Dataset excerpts
+--

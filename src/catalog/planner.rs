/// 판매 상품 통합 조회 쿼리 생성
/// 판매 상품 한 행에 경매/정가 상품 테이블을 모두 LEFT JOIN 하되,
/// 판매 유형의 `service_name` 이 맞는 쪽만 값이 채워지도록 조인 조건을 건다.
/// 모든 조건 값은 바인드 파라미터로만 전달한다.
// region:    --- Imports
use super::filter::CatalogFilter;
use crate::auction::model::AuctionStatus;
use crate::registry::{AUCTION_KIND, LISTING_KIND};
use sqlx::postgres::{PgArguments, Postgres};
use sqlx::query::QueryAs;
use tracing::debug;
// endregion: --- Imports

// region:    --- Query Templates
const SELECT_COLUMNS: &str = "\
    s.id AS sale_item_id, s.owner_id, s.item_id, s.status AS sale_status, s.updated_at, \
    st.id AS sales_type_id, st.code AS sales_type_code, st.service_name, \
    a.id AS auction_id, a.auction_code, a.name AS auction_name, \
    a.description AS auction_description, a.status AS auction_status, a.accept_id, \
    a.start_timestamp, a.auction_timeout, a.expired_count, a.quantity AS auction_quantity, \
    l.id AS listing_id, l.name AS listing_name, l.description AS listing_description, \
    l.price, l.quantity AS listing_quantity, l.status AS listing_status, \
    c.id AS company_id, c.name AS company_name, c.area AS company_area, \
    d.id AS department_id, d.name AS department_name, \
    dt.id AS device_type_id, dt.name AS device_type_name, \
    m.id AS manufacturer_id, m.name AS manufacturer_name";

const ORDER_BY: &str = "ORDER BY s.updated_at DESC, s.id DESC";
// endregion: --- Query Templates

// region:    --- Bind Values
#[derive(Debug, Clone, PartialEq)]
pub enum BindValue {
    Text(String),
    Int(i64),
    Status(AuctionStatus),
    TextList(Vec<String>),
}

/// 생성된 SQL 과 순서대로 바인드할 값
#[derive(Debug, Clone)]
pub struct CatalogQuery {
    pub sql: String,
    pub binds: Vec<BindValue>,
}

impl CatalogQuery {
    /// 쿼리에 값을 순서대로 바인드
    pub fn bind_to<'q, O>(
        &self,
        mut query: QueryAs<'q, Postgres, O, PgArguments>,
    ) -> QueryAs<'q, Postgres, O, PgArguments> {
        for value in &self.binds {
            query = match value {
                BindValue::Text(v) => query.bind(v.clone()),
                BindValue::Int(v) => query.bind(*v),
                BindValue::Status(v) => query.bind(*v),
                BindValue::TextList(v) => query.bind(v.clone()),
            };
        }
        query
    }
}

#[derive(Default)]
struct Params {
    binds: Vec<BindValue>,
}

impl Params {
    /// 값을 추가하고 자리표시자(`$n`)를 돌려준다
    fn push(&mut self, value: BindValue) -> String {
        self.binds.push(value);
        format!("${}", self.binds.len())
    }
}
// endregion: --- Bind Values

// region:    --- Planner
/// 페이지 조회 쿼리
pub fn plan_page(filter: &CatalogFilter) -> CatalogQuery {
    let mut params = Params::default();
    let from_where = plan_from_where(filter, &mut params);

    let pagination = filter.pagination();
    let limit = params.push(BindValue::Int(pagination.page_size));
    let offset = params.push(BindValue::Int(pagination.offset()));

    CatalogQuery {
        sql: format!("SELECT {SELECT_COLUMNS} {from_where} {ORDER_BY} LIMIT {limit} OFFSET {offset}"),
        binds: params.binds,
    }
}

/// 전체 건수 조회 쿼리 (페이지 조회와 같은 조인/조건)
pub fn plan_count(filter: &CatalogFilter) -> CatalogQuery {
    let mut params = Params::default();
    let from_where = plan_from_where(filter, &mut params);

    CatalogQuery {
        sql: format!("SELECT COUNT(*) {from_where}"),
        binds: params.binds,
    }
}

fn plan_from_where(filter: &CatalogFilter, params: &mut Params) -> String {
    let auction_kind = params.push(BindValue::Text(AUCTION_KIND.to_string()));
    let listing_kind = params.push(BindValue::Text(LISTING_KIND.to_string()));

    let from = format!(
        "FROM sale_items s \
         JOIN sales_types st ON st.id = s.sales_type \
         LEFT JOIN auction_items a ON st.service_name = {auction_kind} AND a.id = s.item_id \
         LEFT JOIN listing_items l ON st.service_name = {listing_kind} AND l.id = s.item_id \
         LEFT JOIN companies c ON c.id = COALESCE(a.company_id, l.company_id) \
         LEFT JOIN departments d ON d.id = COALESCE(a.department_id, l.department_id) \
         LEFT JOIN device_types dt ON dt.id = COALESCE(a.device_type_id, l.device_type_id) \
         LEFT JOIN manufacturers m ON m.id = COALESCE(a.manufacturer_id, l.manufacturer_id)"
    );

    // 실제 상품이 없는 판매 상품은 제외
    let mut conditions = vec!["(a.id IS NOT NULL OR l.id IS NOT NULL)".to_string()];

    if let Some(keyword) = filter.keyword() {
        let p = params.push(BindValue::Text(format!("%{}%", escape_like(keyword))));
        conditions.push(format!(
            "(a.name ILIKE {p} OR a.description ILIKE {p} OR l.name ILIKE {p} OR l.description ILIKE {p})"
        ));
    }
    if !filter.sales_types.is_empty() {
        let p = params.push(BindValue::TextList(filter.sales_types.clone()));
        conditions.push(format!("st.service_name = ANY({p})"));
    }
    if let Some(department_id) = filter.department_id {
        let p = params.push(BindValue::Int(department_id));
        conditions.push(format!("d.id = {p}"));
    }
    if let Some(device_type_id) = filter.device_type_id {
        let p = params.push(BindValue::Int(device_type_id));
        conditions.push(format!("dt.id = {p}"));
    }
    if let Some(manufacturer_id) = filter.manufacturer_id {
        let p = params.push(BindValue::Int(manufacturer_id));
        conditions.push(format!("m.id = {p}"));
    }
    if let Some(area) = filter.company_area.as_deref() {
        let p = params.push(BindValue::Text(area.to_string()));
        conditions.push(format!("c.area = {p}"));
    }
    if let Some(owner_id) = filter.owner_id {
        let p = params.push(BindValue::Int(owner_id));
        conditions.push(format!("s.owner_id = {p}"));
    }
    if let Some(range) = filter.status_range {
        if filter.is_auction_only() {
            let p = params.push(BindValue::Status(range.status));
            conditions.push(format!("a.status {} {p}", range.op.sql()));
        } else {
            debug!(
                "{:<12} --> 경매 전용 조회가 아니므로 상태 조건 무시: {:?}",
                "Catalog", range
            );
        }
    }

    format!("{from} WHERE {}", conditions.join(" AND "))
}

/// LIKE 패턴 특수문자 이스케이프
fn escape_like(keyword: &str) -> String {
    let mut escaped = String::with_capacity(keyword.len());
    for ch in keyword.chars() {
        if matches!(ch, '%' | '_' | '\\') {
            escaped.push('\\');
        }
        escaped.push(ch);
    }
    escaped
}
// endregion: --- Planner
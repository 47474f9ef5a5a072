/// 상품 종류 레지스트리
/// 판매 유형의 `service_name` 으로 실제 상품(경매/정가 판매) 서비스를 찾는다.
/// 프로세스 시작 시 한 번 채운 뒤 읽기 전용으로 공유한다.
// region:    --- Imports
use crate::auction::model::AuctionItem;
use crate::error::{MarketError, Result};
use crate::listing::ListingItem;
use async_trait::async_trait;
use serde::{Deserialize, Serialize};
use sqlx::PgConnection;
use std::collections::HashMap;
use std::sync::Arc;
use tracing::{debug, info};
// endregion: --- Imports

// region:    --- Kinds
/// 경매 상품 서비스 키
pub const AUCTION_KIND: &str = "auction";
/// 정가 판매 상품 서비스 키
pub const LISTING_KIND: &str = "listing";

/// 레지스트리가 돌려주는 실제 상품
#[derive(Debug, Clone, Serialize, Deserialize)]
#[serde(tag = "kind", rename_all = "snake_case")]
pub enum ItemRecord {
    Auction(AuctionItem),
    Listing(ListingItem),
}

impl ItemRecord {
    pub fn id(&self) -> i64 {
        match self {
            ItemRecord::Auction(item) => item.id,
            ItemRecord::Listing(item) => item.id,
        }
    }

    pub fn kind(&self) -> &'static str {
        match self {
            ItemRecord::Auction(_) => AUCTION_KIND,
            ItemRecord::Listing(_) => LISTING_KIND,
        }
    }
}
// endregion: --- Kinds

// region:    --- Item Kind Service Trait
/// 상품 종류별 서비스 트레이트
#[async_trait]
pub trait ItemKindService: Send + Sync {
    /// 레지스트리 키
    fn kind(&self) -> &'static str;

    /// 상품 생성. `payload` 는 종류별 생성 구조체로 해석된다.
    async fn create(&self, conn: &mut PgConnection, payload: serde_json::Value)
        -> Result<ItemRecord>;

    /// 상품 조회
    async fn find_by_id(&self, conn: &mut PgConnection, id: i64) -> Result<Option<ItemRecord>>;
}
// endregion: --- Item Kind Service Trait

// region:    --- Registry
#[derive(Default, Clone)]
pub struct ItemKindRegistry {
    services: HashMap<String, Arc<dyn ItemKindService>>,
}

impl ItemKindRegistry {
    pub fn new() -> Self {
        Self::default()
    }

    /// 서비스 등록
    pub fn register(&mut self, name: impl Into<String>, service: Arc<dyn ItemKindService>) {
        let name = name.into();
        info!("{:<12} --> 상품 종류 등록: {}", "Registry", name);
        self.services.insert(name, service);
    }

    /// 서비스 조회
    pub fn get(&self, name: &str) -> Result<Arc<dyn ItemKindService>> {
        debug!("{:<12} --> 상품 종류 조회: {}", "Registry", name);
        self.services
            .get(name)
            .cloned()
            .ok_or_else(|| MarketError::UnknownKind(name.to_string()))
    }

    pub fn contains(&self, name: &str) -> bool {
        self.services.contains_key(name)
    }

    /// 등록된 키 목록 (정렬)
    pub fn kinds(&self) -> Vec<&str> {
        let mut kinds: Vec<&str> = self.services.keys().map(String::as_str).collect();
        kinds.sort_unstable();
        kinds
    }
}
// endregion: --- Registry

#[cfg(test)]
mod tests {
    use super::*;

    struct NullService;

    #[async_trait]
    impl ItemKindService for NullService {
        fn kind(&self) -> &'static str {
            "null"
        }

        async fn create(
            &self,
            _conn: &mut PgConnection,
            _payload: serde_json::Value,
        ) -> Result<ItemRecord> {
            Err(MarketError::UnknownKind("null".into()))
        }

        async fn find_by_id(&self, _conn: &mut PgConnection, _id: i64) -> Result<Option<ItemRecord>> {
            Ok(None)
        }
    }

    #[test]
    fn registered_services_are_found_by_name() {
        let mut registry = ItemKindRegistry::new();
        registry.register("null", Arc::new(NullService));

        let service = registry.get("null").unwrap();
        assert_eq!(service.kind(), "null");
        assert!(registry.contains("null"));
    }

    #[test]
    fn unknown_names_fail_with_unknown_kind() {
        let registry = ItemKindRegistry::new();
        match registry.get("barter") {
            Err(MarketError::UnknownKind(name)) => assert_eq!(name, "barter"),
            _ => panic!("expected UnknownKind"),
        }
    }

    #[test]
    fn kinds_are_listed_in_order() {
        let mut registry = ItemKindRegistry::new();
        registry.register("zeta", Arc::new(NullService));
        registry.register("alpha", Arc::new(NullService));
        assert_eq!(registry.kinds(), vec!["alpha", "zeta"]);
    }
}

+--

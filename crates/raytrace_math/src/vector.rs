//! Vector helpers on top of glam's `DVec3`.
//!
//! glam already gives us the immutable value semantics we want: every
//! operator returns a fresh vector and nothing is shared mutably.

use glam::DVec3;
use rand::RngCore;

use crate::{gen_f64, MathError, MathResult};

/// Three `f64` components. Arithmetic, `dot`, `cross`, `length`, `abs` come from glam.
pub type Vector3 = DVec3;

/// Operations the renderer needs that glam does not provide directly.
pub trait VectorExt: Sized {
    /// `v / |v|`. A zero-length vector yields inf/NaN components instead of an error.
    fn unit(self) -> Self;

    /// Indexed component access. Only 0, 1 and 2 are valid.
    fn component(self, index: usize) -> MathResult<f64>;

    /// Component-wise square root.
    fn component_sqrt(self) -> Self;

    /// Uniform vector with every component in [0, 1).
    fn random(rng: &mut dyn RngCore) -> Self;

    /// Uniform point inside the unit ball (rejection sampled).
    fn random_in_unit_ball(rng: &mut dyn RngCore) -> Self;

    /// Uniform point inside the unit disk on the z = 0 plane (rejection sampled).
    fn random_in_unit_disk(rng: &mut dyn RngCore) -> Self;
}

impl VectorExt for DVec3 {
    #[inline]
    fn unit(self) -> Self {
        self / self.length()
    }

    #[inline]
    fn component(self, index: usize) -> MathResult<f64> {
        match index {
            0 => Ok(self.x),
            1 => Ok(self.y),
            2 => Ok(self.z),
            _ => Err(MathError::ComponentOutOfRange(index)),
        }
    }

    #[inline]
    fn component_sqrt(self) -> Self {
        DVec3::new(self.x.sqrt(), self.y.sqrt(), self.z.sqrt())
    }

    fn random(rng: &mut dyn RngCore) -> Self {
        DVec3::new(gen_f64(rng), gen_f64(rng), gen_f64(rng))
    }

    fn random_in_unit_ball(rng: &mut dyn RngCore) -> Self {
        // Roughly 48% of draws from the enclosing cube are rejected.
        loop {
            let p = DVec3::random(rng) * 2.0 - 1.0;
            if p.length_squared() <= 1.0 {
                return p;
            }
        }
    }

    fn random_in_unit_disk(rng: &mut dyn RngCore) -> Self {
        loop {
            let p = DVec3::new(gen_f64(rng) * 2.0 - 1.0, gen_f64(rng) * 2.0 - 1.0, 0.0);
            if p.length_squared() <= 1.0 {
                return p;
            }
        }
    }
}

+--

* _ABOUT THIS TASK_
Only the lines above starting at the line that holds "filename src/catalog/planner.rs" and ending at the line that holds "use tracing::debug;" are to be repeated, exactly and in full.

* _ANSWER SECTION_
filename src/catalog/planner.rs
/// 판매 상품 통합 조회 쿼리 생성
/// 판매 상품 한 행에 경매/정가 상품 테이블을 모두 LEFT JOIN 하되,
/// 판매 유형의 `service_name` 이 맞는 쪽만 값이 채워지도록 조인 조건을 건다.
/// 모든 조건 값은 바인드 파라미터로만 전달한다.
// region:    --- Imports
use super::filter::CatalogFilter;
use crate::auction::model::AuctionStatus;
use crate::registry::{AUCTION_KIND, LISTING_KIND};
use sqlx::postgres::{PgArguments, Postgres};
use sqlx::query::QueryAs;
use tracing::debug;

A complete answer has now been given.